◆ What the task requires:
Repeat exactly the lines of the entries below from the one with "Ok(device.video_caps.clone().unwrap_or_default())" through the one with "fn set_audio_format(&self, pin: PinId, mode: &NegotiatedAudio)", both ends included, and nothing else.
[Input data Boundary: Start]
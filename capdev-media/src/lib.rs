//! # capdev media
//!
//! Device enumeration, configuration matching and the capture graph
//! lifecycle. The native filter graph is reached through the
//! [`MediaFramework`](capdev_core::MediaFramework) and
//! [`DeviceRegistry`](capdev_core::DeviceRegistry) traits; [`SimulatedHost`]
//! implements both in memory.

#![warn(clippy::all)]

pub mod device;
pub mod dispatch;
pub mod enumerator;
pub mod graph;
pub mod location;
pub mod matcher;
pub mod quirks;
pub mod simulated;

// Re-export main types
pub use capdev_core::DEFAULT_FRAME_QUEUE_CAPACITY;
pub use device::{Device, DeviceOptions};
pub use dispatch::{
    frame_queue, AudioCallback, DispatchStats, Frame, FrameCallback, FrameDispatcher,
    FrameReceiver, OwnedFrame, VideoCallback,
};
pub use enumerator::DeviceEnumerator;
pub use graph::{CaptureGraph, DialogKind, PipelineHandle};
pub use location::resolve_location;
pub use matcher::{match_audio, match_video, select_device, validate_audio, validate_video, NoMatch};
pub use quirks::{EncodedDevice, QuirkTable};
pub use simulated::{Fault, SimulatedDevice, SimulatedHost};
impl MediaFramework for SimulatedHost {
    fn create_graph(&self) -> HostResult<GraphId> {
        let mut state = self.state.lock();
        state.check(Fault::CreateGraph, "create filter graph")?;
        let graph = GraphId(state.next());
        state.graphs.insert(graph, SimGraph::default());
        debug!("Simulated graph {} created", graph.0);
        Ok(graph)
    }

    fn destroy_graph(&self, graph: GraphId) {
        self.state.lock().graphs.remove(&graph);
    }

    fn enumerate_devices(&self, category: DeviceCategory) -> HostResult<Vec<RawDevice>> {
        let state = self.state.lock();
        match category {
            DeviceCategory::Video => state.check(Fault::EnumerateVideo, "enumerate video devices")?,
            DeviceCategory::Audio => state.check(Fault::EnumerateAudio, "enumerate audio devices")?,
        }
        Ok(state
            .devices
            .iter()
            .filter(|d| d.category == category)
            .map(SimulatedDevice::raw)
            .collect())
    }

    fn instantiate(&self, category: DeviceCategory, device: &RawDevice) -> HostResult<FilterId> {
        let mut state = self.state.lock();
        let found = state
            .devices
            .iter()
            .find(|d| d.category == category && d.name == device.name && d.path == device.path)
            .cloned()
            .ok_or_else(|| HostError::not_found(format!("device '{}'", device.name)))?;
        if found.unreadable {
            return Err(HostError::failed(format!("bind '{}'", found.name), E_FAIL));
        }

        let filter = FilterId(state.next());
        let mut kinds = Vec::new();
        if found.video_caps.is_some() {
            kinds.push((PinKind::Capture(StreamKind::Video), "Capture".to_string()));
        }
        if found.audio_caps.is_some() {
            kinds.push((PinKind::Capture(StreamKind::Audio), "Audio".to_string()));
        }
        kinds.extend(found.named_pins.iter().map(|n| (PinKind::Named, n.clone())));

        let mut pins = Vec::with_capacity(kinds.len());
        for (kind, name) in kinds {
            let pin = PinId(state.next());
            state.pins.insert(
                pin,
                SimPin {
                    filter,
                    kind,
                    name,
                    active_video: None,
                    active_audio: None,
                },
            );
            pins.push(pin);
        }
        state.filters.insert(filter, SimFilter { device: found, pins });
        Ok(filter)
    }

    fn release(&self, filter: FilterId) {
        let mut state = self.state.lock();
        if let Some(removed) = state.filters.remove(&filter) {
            for pin in removed.pins {
                state.pins.remove(&pin);
            }
        }
    }

    fn find_audio_sibling(&self, device_path: &str) -> HostResult<Option<RawDevice>> {
        let state = self.state.lock();
        Ok(state
            .devices
            .iter()
            .find(|d| {
                d.category == DeviceCategory::Audio && d.sibling_of.as_deref() == Some(device_path)
            })
            .map(SimulatedDevice::raw))
    }

    fn add_filter(&self, graph: GraphId, filter: FilterId) -> HostResult<()> {
        let mut state = self.state.lock();
        state.check(Fault::AddFilter, "add filter to graph")?;
        if !state.filters.contains_key(&filter) {
            return Err(HostError::not_found(format!("filter {}", filter.0)));
        }
        let graph = state
            .graphs
            .get_mut(&graph)
            .ok_or_else(|| HostError::not_found(format!("graph {}", graph.0)))?;
        graph.filters.insert(filter);
        Ok(())
    }

    fn remove_filter(&self, graph: GraphId, filter: FilterId) {
        let mut state = self.state.lock();
        let pins: HashSet<PinId> = state
            .filters
            .get(&filter)
            .map(|f| f.pins.iter().copied().collect())
            .unwrap_or_default();
        if let Some(graph) = state.graphs.get_mut(&graph) {
            graph.filters.remove(&filter);
            graph.connections.retain(|_, conn| !pins.contains(&conn.pin));
        }
    }

    fn find_pin(&self, filter: FilterId, query: PinQuery) -> HostResult<Option<PinId>> {
        let state = self.state.lock();
        let sim = state
            .filters
            .get(&filter)
            .ok_or_else(|| HostError::not_found(format!("filter {}", filter.0)))?;
        if query.direction != PinDirection::Output || query.category != PinCategory::Capture {
            return Ok(None);
        }
        Ok(sim.pins.iter().copied().find(|pin| {
            state
                .pins
                .get(pin)
                .is_some_and(|p| p.kind == PinKind::Capture(query.media))
        }))
    }

    fn find_pin_by_name(
        &self,
        filter: FilterId,
        direction: PinDirection,
        name: &str,
    ) -> HostResult<Option<PinId>> {
        let state = self.state.lock();
        let sim = state
            .filters
            .get(&filter)
            .ok_or_else(|| HostError::not_found(format!("filter {}", filter.0)))?;
        if direction != PinDirection::Output {
            return Ok(None);
        }
        Ok(sim
            .pins
            .iter()
            .copied()
            .find(|pin| state.pins.get(pin).is_some_and(|p| p.name == name)))
    }

    fn video_caps(&self, pin: PinId) -> HostResult<Vec<VideoCapabilitySet>> {
        let state = self.state.lock();
        let device = state.device_of(pin)?;
        if device.caps_unreadable {
            return Err(HostError::failed("IAMStreamConfig::GetStreamCaps", E_FAIL));
        }
        Ok(device.video_caps.clone().unwrap_or_default())
    }

    fn audio_caps(&self, pin: PinId) -> HostResult<Vec<AudioCapabilitySet>> {
        let state = self.state.lock();
        let device = state.device_of(pin)?;
        if device.caps_unreadable {
            return Err(HostError::failed("IAMStreamConfig::GetStreamCaps", E_FAIL));
        }
        Ok(device.audio_caps.clone().unwrap_or_default())
    }

    fn set_video_format(&self, pin: PinId, mode: &NegotiatedVideo) -> HostResult<()> {
        let mut state = self.state.lock();
        state.check(Fault::SetFormat, "IAMStreamConfig::SetFormat")?;
        let supported = state.device_of(pin)?.video_caps.as_ref().is_some_and(|caps| {
            caps.iter().any(|c| {
                c.format == mode.format && c.contains(mode.width, mode.height, mode.frame_interval)
            })
        });
        if !supported {
            return Err(HostError::failed("IAMStreamConfig::SetFormat", E_INVALIDARG));
        }
        if let Some(sim) = state.pins.get_mut(&pin) {
            sim.active_video = Some(*mode);
        }
        Ok(())
    }

    fn video_format(&self, pin: PinId) -> HostResult<Option<NegotiatedVideo>> {
        let state = self.state.lock();
        if let Some(active) = state.pin(pin)?.active_video {
            return Ok(Some(active));
        }
        let device = state.device_of(pin)?;
        Ok(device.default_video.or_else(|| {
            device.video_caps.as_ref()?.first().map(|c| NegotiatedVideo {
                width: c.max_width,
                height: c.max_height,
                frame_interval: c.min_frame_interval,
                format: c.format,
            })
        }))
    }

    fn set_audio_format(&self, pin: PinId, mode: &NegotiatedAudio) -> HostResult<()> {
        let mut state = self.state.lock();
        state.check(Fault::SetFormat, "IAMStreamConfig::SetFormat")?;
        if let Some(sim) = state.pins.get_mut(&pin) {
            sim.active_audio = Some(*mode);
            return Ok(());
        }
        Err(HostError::not_found(format!("pin {}", pin.0)))
    }

    fn audio_format(&self, pin: PinId) -> HostResult<Option<NegotiatedAudio>> {
        let state = self.state.lock();
        if let Some(active) = state.pin(pin)?.active_audio {
            return Ok(Some(active));
        }
        let device = state.device_of(pin)?;
        Ok(device.audio_caps.as_ref().and_then(|caps| caps.first()).map(|c| NegotiatedAudio {
            sample_rate: c.max_sample_rate,
            channels: c.max_channels,
            format: c.format,
        }))
    }

    fn connect(&self, graph: GraphId, pin: PinId, route: Route) -> HostResult<ConnectionId> {
        let mut state = self.state.lock();
        let stream = match state.pin(pin)?.kind {
            PinKind::Capture(stream) => stream,
            PinKind::Named => StreamKind::Video,
        };
        match stream {
            StreamKind::Video => state.check(Fault::ConnectVideo, "connect video pin")?,
            StreamKind::Audio => state.check(Fault::ConnectAudio, "connect audio pin")?,
        }

        let filter = state.pin(pin)?.filter;
        let sim_graph = state
            .graphs
            .get(&graph)
            .ok_or_else(|| HostError::not_found(format!("graph {}", graph.0)))?;
        if !sim_graph.filters.contains(&filter) {
            return Err(HostError::failed("connect pin", VFW_E_NOT_IN_GRAPH));
        }
        if sim_graph.connections.values().any(|c| c.pin == pin) {
            return Err(HostError::failed("connect pin", VFW_E_ALREADY_CONNECTED));
        }

        if let Route::Capture {
            convert_to: Some(format),
            ..
        } = &route
        {
            state.conversions.push(*format);
        }

        let connection = ConnectionId(state.next());
        if let Some(sim_graph) = state.graphs.get_mut(&graph) {
            sim_graph.connections.insert(connection, SimConnection { pin, stream, route });
        }
        Ok(connection)
    }

    fn disconnect(&self, graph: GraphId, connection: ConnectionId) {
        if let Some(graph) = self.state.lock().graphs.get_mut(&graph) {
            graph.connections.remove(&connection);
        }
    }

    fn run(&self, graph: GraphId) -> HostResult<()> {
        let mut state = self.state.lock();
        state.run_calls += 1;
        state.check(Fault::Run, "IMediaControl::Run")?;

        let sim_graph = state
            .graphs
            .get(&graph)
            .ok_or_else(|| HostError::not_found(format!("graph {}", graph.0)))?;
        let busy = sim_graph
            .filters
            .iter()
            .filter_map(|f| state.filters.get(f))
            .any(|f| f.device.in_use);
        if busy {
            return Err(HostError::InUse);
        }

        if let Some(sim_graph) = state.graphs.get_mut(&graph) {
            sim_graph.running = true;
        }
        Ok(())
    }

    fn stop(&self, graph: GraphId) {
        if let Some(graph) = self.state.lock().graphs.get_mut(&graph) {
            graph.running = false;
        }
    }

    fn open_property_page(&self, _window: WindowHandle, target: PropertyTarget) -> HostResult<()> {
        let mut state = self.state.lock();
        let filter = match target {
            PropertyTarget::Filter(filter) => filter,
            PropertyTarget::Crossbar { filter, .. } => filter,
        };
        let sim = state
            .filters
            .get(&filter)
            .ok_or_else(|| HostError::not_found(format!("filter {}", filter.0)))?;
        if matches!(target, PropertyTarget::Crossbar { .. }) && !sim.device.has_crossbar {
            return Err(HostError::not_found("crossbar"));
        }
        state.property_pages.push(target);
        Ok(())
    }
}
[Input data Boundary: End]
◆ Output for this task:
        Ok(device.video_caps.clone().unwrap_or_default())
    }

    fn audio_caps(&self, pin: PinId) -> HostResult<Vec<AudioCapabilitySet>> {
        let state = self.state.lock();
        let device = state.device_of(pin)?;
        if device.caps_unreadable {
            return Err(HostError::failed("IAMStreamConfig::GetStreamCaps", E_FAIL));
        }
        Ok(device.audio_caps.clone().unwrap_or_default())
    }

    fn set_video_format(&self, pin: PinId, mode: &NegotiatedVideo) -> HostResult<()> {
        let mut state = self.state.lock();
        state.check(Fault::SetFormat, "IAMStreamConfig::SetFormat")?;
        let supported = state.device_of(pin)?.video_caps.as_ref().is_some_and(|caps| {
            caps.iter().any(|c| {
                c.format == mode.format && c.contains(mode.width, mode.height, mode.frame_interval)
            })
        });
        if !supported {
            return Err(HostError::failed("IAMStreamConfig::SetFormat", E_INVALIDARG));
        }
        if let Some(sim) = state.pins.get_mut(&pin) {
            sim.active_video = Some(*mode);
        }
        Ok(())
    }

    fn video_format(&self, pin: PinId) -> HostResult<Option<NegotiatedVideo>> {
        let state = self.state.lock();
        if let Some(active) = state.pin(pin)?.active_video {
            return Ok(Some(active));
        }
        let device = state.device_of(pin)?;
        Ok(device.default_video.or_else(|| {
            device.video_caps.as_ref()?.first().map(|c| NegotiatedVideo {
                width: c.max_width,
                height: c.max_height,
                frame_interval: c.min_frame_interval,
                format: c.format,
            })
        }))
    }

    fn set_audio_format(&self, pin: PinId, mode: &NegotiatedAudio) -> HostResult<()> {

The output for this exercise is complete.